RISK FACTORS FOR MICROINFARCTS?
The study investigators told Neurology Today that more research is needed to understand the origin of microinfarcts, their relationship to large strokes and their risk factors. Steven M. Greenberg, MD, PhD — professor of neurology at Harvard — who directs hemorrhagic stroke research at the Massachusetts General Hospital Stroke Research Center — said it appears that microinfarcts are “not just innocent bystanders but actually contribute to a patient's level of impairment.” He said they could turn out to be “a bigger contributor to cognitive impairment than clinically recognized strokes.”
Another co-author, Julie A. Schneider, MD, associate professor of neuropathology and neurological sciences at Rush Medical Center, said previous research using brain autopsies has shown that about half of people with microinfarcts also have macroinfarcts, but half don't.
“The significance of micoinfarcts is much greater than previously recognized,” said Dr.
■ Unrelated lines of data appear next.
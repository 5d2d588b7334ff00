// rv32dec-wasm: RV32I decoder for browser-hosted simulators
//
// This crate wraps the rv32dec decoder for use inside a WebAssembly
// environment. It compiles to wasm32-unknown-unknown via wasm-bindgen so a
// JavaScript fetch stage can hand instruction words to the decoder.

use wasm_bindgen::prelude::*;

/// A decoded instruction as seen from JavaScript
#[wasm_bindgen]
pub struct WasmInstruction {
    inner: rv32dec::DecodedInstruction,
}

#[wasm_bindgen]
impl WasmInstruction {
    #[wasm_bindgen(getter)]
    pub fn raw(&self) -> u32 {
        self.inner.raw
    }

    #[wasm_bindgen(getter)]
    pub fn mnemonic(&self) -> String {
        self.inner.mnemonic().to_string()
    }

    #[wasm_bindgen(getter)]
    pub fn rd(&self) -> u8 {
        self.inner.rd
    }

    #[wasm_bindgen(getter)]
    pub fn rs1(&self) -> u8 {
        self.inner.rs1
    }

    #[wasm_bindgen(getter)]
    pub fn rs2(&self) -> u8 {
        self.inner.rs2
    }

    #[wasm_bindgen(getter)]
    pub fn funct3(&self) -> u8 {
        self.inner.funct3
    }

    #[wasm_bindgen(getter)]
    pub fn funct7(&self) -> u8 {
        self.inner.funct7
    }

    #[wasm_bindgen(getter)]
    pub fn immediate(&self) -> i32 {
        self.inner.immediate
    }

    /// Diagnostic rendering, e.g. `OP rd=x10 rs1=x11 rs2=x12 funct3=0 funct7=0x00`
    #[wasm_bindgen(getter)]
    pub fn text(&self) -> String {
        self.inner.to_string()
    }
}

/// Decode a single instruction word.
#[wasm_bindgen]
pub fn decode_word(raw: u32) -> WasmInstruction {
    WasmInstruction {
        inner: rv32dec::decode(raw),
    }
}

/// Decode a region of RISC-V machine code.
///
/// Takes raw little-endian bytes and their virtual address, returns one
/// `address: text` line per instruction.
#[wasm_bindgen]
pub fn decode_region(code: &[u8], base_addr: u32) -> Result<String, JsValue> {
    decode_region_inner(code, base_addr).map_err(|e| JsValue::from_str(&format!("{:#}", e)))
}

fn decode_region_inner(code: &[u8], base_addr: u32) -> anyhow::Result<String> {
    use anyhow::Context;

    let region = rv32dec::CodeRegion::new(base_addr, code);
    let instructions = rv32dec::disassemble(&region)
        .with_context(|| format!("Failed to decode region 0x{:08x}", base_addr))?;
    if instructions.is_empty() {
        anyhow::bail!("No instructions decoded in region 0x{:08x}", base_addr);
    }

    let lines: Vec<String> = instructions
        .iter()
        .map(|located| format!("0x{:08x}: {}", located.addr, located.inst))
        .collect();
    Ok(lines.join("\n"))
}

/// Get version string
#[wasm_bindgen]
pub fn version() -> String {
    format!("rv32dec-wasm {}", env!("CARGO_PKG_VERSION"))
}

#[cfg(test)]
mod tests {
    use super::*;

    #[test]
    fn test_region_listing() {
        let mut code = 0x00c58533u32.to_le_bytes().to_vec();
        code.extend_from_slice(&0x0000_0073u32.to_le_bytes());
        let text = decode_region_inner(&code, 0x1000).unwrap();
        assert_eq!(
            text,
            "0x00001000: OP rd=x10 rs1=x11 rs2=x12 funct3=0 funct7=0x00\n\
             0x00001004: SYSTEM rd=x0 rs1=x0 funct3=0 imm=0"
        );
    }

    #[test]
    fn test_empty_region_is_error() {
        assert!(decode_region_inner(&[], 0x1000).is_err());
    }

    #[test]
    fn test_truncated_region_is_error() {
        let err = decode_region_inner(&[0x13, 0x00], 0x1000).unwrap_err();
        assert!(format!("{:#}", err).contains("truncated"));
    }

    #[test]
    fn test_decode_word_getters() {
        let inst = decode_word(0x123452b7);
        assert_eq!(inst.mnemonic(), "LUI");
        assert_eq!(inst.rd(), 5);
        assert_eq!(inst.immediate(), 0x12345000);
    }
}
Schneider, who is an investigator for the Rush Religious Orders Study and the Memory and Aging Project. “If you have a large stroke, you lose a significant portion of brain tissue. You can imagine that even with microinfarcts, if you have several hundred or a thousand of them, it adds up to something bigger.”
Claudia Kawas, MD, professor of neurology and neurobiology & behavior at University of California, Irvine, who is not connected to the current study, agreed that microinfarcts warrant more scrutiny by scientists studying cognitive decline and dementia.
“We've been going down the amyloid road for a long time,” said Dr. Kawas, who is the principal investigator for another community-based aging study called The 90+ Study. “We may not be paying attention to other important things right under our nose.”
She said researchers need to look beyond the commonly-accepted risk factors for vascular disease and stroke, such as high blood pressure and diabetes, to determine what other factors might be involved with microinfarcts. She is interested in the possible role of low blood pressure and is writing a grant proposal to examine 24-hour ambulatory blood pressures in non-demented 90+ Study participants. The plan is to see whether low blood pressure during the day or night is related to the development of dementia and cognitive decline and whether it is associated with the prevalence of microinfarcts at autopsy.
“We need to first understand what is the relation of these microinfarcts to cognitive outcome and then we need to understand the risk factors and protective factors and to see if any of them are modifiable,” Dr. Kawas said. She said microinfarcts are probably “kind of like wrinkles. You accumulate them over a lifetime.”